4000 visitatori alla centrale Enel di Polesine camerini nella giornata mondiale per l’Ambiente. In primo piano le bellezze naturali del Delta del Po e le tipicità locali
Porto Tolle - "Centrali Aperte" ha regalato emozioni e divertimento a oltre 4.000 persone sabato a Porto Tolle. Un anticipo d'estate ha accolto famiglie e scolaresche, cicloturisti, camperisti e comitive in pullman, arrivati dalle 9 per il decimo appuntamento nel calendario di eventi Enel che aprono le porte delle centrali al pubblico, e fanno scoprire le tecnologie e i progetti a tutela dell’ambiente.
Gli ingressi, alle 14, avevano già superato quota 2.000. Circa il 30 per cento dei visitatori complessivi è arrivato a Polesine Camerini da fuori provincia.
Nella ricorrenza della Giornata mondiale per l'Ambiente, a Porto Tolle "Centrali Aperte" ha promosso le bellezze del Delta: in particolare, attraverso le escursioni in battello e sulle barche dei pescatori al Po di Pila e nella Sacca del Canarin, e poi con le visite all’Isola della Donzella - organizzate dalla sezione ciclistica “Arca” di Porto Tolle - e alla scoperta della flora e della fauna dell’Oasi “Albanella” e al “Paradello”.
Visite guidate all'impianto, attività sportive, spettacoli e giochi di animazione per bambini hanno coinvolto le famiglie, che hanno potuto scegliere tra le attività anche le escursioni in carrozza e il tour panoramico in trenino, con sosta in Val Lustraura all’azienda florovivaistica Florsystem, che è collegata alla Centrale per riscaldare le serre con il calore refluo dell'impianto. Emozioni "elettrizzanti", inoltre, per chi ha scelto di volare con il simulatore di volo MB339, velivolo in dotazione alla Pattuglia Acrobatica Nazionale "Frecce Tricolori".
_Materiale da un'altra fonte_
//! Wall-clock helpers. All engine timestamps are milliseconds since epoch.

use std::time::{SystemTime, UNIX_EPOCH};

/// Current time in milliseconds since the Unix epoch.
#[must_use]
pub fn now_ms() -> u128 {
    SystemTime::now()
        .duration_since(UNIX_EPOCH)
        .map(|d| d.as_millis())
        .unwrap_or_default()
}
Insieme alle bellezze naturali e alle attività sportive e per famiglie, "Centrale Aperta" ha valorizzato i prodotti tipici del Delta, protagonisti delle degustazioni nei punti allestiti al Centro Informazioni, grazie alla collaborazione della Pro Loco di Porto Tolle.
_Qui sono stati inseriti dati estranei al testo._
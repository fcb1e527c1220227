//! Retry policy: error-driven retry decisions and exponential backoff.

use std::time::Duration;

use serde::{Deserialize, Serialize};

use crate::core::breaker::{BreakerState, CircuitBreaker};
use crate::core::error::ErrorClass;
use crate::core::job::Task;

/// Tuning knobs for retry behavior.
#[derive(Debug, Clone, Serialize, Deserialize)]
#[serde(default)]
pub struct RetryConfig {
    /// Delay before the first retry.
    pub base_delay_ms: u64,
    /// Exponential growth factor per retry.
    pub multiplier: f64,
    /// Ceiling on any computed delay.
    pub max_delay_ms: u64,
    /// Retry budget assigned to tasks at graph construction.
    pub default_max_retries: u32,
}

impl Default for RetryConfig {
    fn default() -> Self {
        Self {
            base_delay_ms: 1_000,
            multiplier: 2.0,
            max_delay_ms: 30_000,
            default_max_retries: 3,
        }
    }
}

/// Decides whether and when a failed task runs again.
#[derive(Debug, Clone)]
pub struct RetryPolicy {
    config: RetryConfig,
}

impl RetryPolicy {
    /// Create a policy from configuration.
    #[must_use]
    pub const fn new(config: RetryConfig) -> Self {
        Self { config }
    }

    /// Retry budget to assign to new tasks.
    #[must_use]
    pub const fn default_max_retries(&self) -> u32 {
        self.config.default_max_retries
    }

    /// Whether `task` should be retried after a failure of `class`.
    ///
    /// True iff budget remains, the class is retryable, and the relevant
    /// breaker is not open. Severity never factors in here.
    #[must_use]
    pub fn should_retry(&self, task: &Task, class: ErrorClass, breaker: &CircuitBreaker) -> bool {
        task.current_retry_count < task.max_retry_count
            && class.is_retryable()
            && breaker.state() != BreakerState::Open
    }

    /// Backoff before retry number `retry_count` (0-based):
    /// `min(base * multiplier^n, max)`. Monotonically non-decreasing in `n`.
    #[must_use]
    #[allow(
        clippy::cast_precision_loss,
        clippy::cast_possible_truncation,
        clippy::cast_sign_loss
    )]
    pub fn calculate_delay(&self, retry_count: u32) -> Duration {
        let factor = self
            .config
            .multiplier
            .max(1.0)
            .powi(i32::try_from(retry_count).unwrap_or(i32::MAX));
        let ms = (self.config.base_delay_ms as f64 * factor).min(self.config.max_delay_ms as f64);
        Duration::from_millis(ms as u64)
    }
}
Energia e ambiente sono stati protagonisti anche del primo Concorso di disegno per le scuole dell'Infanzia, inserito nel programma di "Centrale Aperta" con l'esposizione degli elaborati al Centro Informazioni, dove sono state premiate la scuola dell'Infanzia di Pila e le scuole "Goretti" di Polesine Camerini, "Maria Ausiliatrice" di Scardovari, "Gregnanin" di Adria, "Buon Pastore" di Boccasette, "Santa Maria Assunta" di Porto Viro, "Di Vittorio" ad Adria, "Milani" di Taglio di Po, "Maria Ausiliatrice" di Baricetta e "Scarpari" di Ca' Tiepolo.
All'edizione 2010 di "Centrale Aperta" hanno partecipato anche numerosi amministratori locali. Tra gli altri, il presidente del Consiglio comunale di Lendinara, Luigi Viaro: "E' positiva la disponibilità - ha detto - ad aprire le porte della Centrale al pubblico, e vedere questo riscontro favorevole, in un impianto che si trova in una miniera ambientale come il Delta del Po". Hanno visitato la Centrale e il Delta anche le delegazioni del Comune di Cavarzere e delle autorità locali di Valinhos, città dello Stato di San Paolo: Cavarzere, infatti, è legata alla città brasiliana da un patto di gemellaggio, per aver dato i natali al padre fondatore e "re" del "Samba Brasiliano", Adoniran Barbosa.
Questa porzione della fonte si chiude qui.